RECORDS FOR THIS EXERCISE:
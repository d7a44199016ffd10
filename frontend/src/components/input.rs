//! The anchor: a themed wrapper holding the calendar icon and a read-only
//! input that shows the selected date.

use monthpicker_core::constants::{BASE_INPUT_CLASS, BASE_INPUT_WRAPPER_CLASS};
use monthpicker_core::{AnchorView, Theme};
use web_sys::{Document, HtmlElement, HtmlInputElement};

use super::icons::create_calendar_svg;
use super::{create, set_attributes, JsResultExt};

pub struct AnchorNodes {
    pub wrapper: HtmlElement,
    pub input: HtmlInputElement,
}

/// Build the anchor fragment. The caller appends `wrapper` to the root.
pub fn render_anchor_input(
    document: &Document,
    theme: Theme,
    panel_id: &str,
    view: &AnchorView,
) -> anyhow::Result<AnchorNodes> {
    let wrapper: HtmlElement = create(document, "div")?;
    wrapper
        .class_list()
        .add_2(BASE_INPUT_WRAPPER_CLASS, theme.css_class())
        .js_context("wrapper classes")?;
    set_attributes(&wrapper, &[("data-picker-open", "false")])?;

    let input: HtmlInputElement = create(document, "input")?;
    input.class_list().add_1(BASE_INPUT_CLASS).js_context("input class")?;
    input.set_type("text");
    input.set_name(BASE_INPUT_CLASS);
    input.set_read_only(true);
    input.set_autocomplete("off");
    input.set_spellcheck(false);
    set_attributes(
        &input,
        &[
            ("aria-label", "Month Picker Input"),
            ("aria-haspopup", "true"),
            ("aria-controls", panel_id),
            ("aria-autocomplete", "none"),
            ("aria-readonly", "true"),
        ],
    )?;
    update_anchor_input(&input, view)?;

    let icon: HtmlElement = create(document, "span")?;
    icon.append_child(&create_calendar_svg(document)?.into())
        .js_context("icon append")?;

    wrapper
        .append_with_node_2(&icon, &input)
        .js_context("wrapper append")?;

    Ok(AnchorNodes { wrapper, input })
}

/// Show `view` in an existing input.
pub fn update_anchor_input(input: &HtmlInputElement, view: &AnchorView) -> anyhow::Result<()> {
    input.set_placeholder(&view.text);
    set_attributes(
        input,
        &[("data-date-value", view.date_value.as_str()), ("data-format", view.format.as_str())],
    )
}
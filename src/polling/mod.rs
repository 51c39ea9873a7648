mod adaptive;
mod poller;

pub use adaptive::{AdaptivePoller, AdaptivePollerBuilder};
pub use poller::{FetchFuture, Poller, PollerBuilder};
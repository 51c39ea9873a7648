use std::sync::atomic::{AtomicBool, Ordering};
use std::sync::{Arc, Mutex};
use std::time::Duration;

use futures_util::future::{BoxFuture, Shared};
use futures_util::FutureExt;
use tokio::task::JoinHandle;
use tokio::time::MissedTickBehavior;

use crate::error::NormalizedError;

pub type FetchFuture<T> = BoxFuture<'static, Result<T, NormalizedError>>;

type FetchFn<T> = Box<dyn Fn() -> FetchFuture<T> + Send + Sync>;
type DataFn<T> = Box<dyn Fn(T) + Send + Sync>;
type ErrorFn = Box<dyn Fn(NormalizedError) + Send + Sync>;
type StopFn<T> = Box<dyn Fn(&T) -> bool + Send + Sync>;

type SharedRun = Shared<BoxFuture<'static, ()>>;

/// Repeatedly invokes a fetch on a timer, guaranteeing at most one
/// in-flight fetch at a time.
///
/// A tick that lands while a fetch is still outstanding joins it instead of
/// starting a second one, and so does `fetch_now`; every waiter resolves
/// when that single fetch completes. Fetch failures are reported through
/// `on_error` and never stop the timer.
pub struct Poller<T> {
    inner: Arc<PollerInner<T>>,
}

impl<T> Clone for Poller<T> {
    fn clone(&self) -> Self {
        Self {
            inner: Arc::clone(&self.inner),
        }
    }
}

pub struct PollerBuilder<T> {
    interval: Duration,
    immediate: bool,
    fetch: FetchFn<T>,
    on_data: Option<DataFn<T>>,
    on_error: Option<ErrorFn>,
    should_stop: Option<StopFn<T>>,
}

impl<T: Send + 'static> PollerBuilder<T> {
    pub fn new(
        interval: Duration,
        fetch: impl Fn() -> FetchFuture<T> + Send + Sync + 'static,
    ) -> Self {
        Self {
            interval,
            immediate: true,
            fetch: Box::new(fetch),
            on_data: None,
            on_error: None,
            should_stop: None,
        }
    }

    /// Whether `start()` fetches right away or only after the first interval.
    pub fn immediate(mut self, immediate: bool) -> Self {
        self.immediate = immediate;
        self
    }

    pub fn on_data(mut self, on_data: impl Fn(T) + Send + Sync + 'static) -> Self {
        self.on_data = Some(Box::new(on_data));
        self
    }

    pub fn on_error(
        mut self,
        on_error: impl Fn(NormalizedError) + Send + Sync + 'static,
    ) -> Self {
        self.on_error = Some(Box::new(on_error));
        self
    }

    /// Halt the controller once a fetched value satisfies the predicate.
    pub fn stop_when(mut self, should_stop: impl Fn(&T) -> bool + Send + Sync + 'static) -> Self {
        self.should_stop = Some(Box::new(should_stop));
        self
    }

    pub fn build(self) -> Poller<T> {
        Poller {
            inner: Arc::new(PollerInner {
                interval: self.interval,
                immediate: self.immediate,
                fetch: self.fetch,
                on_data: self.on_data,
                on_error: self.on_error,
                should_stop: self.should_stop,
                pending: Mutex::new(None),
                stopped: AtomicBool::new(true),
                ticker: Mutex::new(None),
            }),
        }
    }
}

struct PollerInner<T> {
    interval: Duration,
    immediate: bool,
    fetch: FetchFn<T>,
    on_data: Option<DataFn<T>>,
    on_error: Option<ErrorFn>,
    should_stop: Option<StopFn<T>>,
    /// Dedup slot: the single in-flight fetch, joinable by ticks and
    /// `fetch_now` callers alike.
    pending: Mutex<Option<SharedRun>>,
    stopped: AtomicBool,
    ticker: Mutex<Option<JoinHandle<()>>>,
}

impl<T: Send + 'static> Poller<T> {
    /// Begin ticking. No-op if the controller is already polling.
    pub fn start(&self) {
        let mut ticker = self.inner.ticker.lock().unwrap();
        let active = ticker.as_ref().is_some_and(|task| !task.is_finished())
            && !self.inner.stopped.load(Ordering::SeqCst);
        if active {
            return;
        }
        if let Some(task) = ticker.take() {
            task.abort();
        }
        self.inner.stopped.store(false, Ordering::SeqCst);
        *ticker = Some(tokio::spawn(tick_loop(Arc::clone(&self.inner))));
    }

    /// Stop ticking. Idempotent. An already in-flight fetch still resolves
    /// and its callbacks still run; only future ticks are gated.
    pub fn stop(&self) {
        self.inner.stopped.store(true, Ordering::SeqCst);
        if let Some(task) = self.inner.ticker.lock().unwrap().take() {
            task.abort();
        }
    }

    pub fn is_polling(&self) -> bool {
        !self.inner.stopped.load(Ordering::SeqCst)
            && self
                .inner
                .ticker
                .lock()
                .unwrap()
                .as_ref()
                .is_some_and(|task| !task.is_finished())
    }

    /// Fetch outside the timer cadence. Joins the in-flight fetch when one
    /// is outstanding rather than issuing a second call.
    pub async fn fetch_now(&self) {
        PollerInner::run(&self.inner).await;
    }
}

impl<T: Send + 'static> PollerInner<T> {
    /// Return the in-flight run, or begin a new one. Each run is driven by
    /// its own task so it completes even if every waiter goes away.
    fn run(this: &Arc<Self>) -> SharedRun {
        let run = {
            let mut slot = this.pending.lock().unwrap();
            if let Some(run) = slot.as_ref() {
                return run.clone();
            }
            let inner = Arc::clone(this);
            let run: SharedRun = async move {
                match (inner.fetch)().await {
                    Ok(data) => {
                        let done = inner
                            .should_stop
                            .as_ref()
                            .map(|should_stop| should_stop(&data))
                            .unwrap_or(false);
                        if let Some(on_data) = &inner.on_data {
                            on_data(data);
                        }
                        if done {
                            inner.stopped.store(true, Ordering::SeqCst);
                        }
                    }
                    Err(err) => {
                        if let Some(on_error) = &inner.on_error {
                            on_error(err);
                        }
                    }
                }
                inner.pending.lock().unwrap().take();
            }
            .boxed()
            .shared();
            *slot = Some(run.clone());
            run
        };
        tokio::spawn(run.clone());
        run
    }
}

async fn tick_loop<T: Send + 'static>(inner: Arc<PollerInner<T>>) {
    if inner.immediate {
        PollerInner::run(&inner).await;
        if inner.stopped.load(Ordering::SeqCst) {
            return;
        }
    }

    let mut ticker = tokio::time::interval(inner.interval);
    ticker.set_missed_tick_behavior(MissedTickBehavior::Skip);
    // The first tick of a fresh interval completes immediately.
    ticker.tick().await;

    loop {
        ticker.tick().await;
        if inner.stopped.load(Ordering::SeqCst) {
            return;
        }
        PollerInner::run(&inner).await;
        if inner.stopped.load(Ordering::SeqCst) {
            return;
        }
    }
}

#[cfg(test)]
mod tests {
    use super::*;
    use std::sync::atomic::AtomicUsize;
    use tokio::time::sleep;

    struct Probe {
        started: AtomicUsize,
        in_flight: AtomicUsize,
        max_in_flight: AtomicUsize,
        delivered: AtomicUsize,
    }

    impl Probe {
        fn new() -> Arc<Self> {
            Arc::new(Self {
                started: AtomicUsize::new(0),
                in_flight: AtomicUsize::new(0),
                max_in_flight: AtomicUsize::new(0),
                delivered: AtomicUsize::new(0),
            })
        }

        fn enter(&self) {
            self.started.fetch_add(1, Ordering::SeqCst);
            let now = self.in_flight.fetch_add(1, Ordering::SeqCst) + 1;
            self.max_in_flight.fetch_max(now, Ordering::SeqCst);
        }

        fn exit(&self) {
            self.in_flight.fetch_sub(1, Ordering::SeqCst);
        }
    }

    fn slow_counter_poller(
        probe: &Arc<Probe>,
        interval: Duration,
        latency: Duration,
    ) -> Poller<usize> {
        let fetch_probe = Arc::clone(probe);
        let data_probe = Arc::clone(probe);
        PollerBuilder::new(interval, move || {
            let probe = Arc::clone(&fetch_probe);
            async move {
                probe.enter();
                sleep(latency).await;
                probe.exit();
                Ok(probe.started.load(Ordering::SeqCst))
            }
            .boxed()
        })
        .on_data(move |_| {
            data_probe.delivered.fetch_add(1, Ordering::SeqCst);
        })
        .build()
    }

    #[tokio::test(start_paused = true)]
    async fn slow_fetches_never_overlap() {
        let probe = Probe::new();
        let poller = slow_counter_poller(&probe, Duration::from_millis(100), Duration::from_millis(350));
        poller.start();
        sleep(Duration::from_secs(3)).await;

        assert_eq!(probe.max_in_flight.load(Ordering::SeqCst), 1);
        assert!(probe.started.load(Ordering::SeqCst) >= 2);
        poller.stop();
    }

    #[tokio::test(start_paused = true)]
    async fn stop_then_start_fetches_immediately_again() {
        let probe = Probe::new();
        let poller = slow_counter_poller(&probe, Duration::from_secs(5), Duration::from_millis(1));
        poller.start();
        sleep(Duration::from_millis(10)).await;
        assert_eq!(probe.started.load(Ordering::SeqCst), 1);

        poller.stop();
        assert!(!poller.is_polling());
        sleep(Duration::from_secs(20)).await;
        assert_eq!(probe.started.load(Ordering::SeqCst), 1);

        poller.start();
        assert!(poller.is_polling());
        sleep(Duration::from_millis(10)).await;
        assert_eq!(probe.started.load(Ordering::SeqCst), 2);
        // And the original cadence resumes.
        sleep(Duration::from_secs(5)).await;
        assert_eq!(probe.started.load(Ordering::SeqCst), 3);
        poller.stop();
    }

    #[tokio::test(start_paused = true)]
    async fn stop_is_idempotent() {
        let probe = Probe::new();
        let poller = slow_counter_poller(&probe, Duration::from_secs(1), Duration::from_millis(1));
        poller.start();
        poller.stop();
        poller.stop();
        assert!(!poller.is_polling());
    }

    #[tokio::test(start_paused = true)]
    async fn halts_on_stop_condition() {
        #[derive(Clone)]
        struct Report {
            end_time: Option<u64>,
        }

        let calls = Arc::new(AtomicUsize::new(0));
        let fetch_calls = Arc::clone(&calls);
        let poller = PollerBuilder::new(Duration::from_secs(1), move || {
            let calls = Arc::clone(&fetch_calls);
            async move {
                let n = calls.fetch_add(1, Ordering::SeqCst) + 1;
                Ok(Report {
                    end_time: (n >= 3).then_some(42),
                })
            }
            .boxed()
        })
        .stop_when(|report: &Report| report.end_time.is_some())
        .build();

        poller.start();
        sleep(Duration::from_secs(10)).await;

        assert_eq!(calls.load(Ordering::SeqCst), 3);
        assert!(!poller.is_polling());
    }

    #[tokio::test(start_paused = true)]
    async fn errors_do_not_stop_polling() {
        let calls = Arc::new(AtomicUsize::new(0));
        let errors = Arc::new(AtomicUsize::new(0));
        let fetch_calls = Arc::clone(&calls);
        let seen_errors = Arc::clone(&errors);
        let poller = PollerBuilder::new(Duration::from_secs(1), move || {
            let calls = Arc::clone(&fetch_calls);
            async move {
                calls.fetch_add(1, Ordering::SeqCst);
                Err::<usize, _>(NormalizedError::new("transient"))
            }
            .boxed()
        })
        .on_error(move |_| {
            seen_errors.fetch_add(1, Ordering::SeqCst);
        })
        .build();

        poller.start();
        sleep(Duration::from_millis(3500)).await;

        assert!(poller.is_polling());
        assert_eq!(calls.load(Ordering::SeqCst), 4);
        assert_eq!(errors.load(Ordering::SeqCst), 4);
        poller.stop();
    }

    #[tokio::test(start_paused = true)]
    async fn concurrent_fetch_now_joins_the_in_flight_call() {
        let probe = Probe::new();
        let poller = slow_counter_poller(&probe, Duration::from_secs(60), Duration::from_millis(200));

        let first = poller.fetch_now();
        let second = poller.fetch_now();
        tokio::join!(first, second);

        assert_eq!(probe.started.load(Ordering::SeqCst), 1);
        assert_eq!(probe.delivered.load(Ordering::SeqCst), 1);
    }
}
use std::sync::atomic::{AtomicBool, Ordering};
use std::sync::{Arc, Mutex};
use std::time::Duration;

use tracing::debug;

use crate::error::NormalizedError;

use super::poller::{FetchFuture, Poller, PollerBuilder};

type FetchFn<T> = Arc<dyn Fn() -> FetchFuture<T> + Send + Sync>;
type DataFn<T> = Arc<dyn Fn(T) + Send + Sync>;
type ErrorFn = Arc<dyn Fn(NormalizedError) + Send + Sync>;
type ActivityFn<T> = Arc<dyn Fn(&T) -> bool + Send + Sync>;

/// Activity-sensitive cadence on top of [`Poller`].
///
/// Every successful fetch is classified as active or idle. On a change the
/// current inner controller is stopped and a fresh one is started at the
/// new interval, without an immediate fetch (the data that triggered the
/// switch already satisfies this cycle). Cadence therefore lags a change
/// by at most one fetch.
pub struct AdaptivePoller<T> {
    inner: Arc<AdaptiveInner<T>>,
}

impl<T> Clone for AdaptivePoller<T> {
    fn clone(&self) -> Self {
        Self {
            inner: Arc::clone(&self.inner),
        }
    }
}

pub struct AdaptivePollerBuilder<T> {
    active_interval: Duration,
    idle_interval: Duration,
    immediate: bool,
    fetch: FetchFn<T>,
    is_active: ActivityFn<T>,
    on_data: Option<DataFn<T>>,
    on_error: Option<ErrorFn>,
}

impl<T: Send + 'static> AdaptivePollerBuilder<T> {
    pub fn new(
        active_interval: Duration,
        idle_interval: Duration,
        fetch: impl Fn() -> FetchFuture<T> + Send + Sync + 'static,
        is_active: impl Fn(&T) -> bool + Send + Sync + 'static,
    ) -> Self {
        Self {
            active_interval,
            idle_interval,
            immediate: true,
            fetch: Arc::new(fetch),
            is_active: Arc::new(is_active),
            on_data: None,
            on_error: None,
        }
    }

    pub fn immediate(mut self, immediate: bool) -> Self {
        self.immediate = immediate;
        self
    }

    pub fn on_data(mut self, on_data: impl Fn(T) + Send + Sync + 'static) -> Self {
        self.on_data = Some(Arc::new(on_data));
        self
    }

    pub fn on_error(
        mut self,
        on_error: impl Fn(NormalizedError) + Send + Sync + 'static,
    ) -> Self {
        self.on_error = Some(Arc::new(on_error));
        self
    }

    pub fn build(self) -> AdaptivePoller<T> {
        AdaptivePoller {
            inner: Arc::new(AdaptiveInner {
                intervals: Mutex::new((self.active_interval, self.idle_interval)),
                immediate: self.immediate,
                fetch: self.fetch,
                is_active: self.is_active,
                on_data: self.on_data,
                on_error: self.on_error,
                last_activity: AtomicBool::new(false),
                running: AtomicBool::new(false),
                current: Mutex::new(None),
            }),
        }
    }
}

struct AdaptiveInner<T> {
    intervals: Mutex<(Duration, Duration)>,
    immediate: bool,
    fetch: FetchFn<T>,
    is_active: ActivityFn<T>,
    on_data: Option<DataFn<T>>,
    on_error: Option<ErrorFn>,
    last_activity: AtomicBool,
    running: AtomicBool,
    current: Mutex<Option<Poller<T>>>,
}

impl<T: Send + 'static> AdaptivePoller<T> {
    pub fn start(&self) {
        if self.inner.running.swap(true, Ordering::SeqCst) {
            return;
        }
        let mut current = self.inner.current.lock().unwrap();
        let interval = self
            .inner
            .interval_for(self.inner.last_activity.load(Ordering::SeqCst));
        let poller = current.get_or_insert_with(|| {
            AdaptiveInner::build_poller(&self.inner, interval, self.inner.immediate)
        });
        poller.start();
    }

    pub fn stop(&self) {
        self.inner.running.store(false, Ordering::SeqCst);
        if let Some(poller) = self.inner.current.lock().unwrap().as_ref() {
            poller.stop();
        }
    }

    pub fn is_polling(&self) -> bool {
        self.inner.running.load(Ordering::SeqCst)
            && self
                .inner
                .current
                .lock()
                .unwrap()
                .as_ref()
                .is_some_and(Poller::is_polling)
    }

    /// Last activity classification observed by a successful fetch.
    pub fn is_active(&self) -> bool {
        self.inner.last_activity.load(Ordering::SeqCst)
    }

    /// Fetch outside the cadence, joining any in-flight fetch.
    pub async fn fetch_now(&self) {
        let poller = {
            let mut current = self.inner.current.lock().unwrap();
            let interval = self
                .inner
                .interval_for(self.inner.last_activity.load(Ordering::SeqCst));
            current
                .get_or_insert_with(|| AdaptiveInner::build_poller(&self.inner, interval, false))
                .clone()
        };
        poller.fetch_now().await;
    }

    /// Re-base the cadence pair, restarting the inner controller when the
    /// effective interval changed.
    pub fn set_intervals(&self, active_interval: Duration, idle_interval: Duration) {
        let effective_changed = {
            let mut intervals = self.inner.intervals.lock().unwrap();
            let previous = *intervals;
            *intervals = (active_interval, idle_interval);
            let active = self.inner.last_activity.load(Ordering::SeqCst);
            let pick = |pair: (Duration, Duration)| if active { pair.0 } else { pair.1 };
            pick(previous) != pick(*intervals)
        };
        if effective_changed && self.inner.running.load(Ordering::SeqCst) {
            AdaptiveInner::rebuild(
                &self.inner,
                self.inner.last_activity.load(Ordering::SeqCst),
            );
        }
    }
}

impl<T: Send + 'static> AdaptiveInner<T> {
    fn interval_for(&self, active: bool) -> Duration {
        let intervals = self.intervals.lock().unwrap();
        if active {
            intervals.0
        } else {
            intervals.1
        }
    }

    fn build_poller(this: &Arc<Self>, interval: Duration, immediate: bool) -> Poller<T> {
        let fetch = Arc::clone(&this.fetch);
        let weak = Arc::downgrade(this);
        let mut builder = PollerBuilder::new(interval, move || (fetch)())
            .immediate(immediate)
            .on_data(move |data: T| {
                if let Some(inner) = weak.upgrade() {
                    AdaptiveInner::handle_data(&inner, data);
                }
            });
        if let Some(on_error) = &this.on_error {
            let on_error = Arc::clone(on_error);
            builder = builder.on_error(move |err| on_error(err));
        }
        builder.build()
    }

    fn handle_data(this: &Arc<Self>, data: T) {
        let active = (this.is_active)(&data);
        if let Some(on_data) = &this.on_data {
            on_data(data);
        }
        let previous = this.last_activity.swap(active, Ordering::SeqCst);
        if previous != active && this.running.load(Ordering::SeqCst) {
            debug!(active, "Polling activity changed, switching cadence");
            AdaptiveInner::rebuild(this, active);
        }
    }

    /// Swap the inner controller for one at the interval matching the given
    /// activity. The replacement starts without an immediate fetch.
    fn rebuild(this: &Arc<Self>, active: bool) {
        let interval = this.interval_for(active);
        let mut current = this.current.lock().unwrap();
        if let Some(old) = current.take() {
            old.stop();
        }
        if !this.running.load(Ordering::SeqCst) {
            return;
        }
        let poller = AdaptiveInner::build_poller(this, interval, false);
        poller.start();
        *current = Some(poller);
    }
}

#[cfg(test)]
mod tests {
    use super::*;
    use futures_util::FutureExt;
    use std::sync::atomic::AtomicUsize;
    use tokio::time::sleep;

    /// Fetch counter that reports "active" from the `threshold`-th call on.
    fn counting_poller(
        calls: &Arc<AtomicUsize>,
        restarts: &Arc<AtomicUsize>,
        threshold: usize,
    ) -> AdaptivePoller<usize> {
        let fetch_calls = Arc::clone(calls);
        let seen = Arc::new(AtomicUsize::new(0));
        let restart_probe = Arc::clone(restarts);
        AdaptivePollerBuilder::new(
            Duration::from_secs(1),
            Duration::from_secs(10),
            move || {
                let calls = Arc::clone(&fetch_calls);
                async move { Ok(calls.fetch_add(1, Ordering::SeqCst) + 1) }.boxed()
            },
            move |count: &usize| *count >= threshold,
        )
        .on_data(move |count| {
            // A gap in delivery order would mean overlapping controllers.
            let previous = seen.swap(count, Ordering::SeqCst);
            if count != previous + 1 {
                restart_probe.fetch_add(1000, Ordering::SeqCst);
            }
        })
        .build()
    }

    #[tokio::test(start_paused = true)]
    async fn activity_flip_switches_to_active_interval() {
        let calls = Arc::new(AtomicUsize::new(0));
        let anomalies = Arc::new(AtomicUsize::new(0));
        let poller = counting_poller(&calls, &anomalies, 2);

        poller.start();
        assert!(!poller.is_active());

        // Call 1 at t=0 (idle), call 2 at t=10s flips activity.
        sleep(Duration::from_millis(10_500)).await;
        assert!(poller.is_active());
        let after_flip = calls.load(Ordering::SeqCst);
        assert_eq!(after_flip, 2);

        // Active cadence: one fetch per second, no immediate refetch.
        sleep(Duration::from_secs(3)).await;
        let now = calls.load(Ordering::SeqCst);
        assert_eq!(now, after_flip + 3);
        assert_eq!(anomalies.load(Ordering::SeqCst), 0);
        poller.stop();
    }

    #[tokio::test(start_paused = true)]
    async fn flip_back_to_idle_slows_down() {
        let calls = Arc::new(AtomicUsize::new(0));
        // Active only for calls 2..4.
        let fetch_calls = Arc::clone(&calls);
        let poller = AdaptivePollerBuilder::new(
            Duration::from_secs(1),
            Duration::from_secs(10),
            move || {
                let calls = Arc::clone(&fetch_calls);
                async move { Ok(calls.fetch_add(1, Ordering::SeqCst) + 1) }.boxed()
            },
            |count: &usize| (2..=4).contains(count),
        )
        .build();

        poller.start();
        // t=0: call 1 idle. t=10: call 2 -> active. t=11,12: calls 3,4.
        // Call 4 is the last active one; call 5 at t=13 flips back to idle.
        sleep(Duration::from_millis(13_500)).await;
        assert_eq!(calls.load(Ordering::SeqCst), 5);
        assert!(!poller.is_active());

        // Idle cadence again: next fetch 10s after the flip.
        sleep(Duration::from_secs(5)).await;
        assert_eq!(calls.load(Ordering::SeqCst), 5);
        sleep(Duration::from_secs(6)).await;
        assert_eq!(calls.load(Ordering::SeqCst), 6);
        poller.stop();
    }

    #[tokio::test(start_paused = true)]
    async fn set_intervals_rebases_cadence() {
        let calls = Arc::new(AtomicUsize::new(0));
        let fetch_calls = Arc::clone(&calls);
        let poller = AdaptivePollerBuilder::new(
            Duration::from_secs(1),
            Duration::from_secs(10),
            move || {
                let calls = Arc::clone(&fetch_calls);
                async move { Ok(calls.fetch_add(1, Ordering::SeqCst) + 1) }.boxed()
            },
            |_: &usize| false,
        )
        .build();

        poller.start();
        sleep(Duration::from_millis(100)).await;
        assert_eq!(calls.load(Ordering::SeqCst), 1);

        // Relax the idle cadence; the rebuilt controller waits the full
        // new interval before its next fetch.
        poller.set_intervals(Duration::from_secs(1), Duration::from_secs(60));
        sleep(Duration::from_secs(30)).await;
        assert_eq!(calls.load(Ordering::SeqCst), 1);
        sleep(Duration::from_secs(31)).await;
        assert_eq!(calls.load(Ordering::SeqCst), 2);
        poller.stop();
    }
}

EXERCISE REQUIREMENTS: Filter the listing for the word "anyhow" and copy every line that holds it.

WRITTEN REPLY:
) -> anyhow::Result<AnchorNodes> {
pub fn update_anchor_input(input: &HtmlInputElement, view: &AnchorView) -> anyhow::Result<()> {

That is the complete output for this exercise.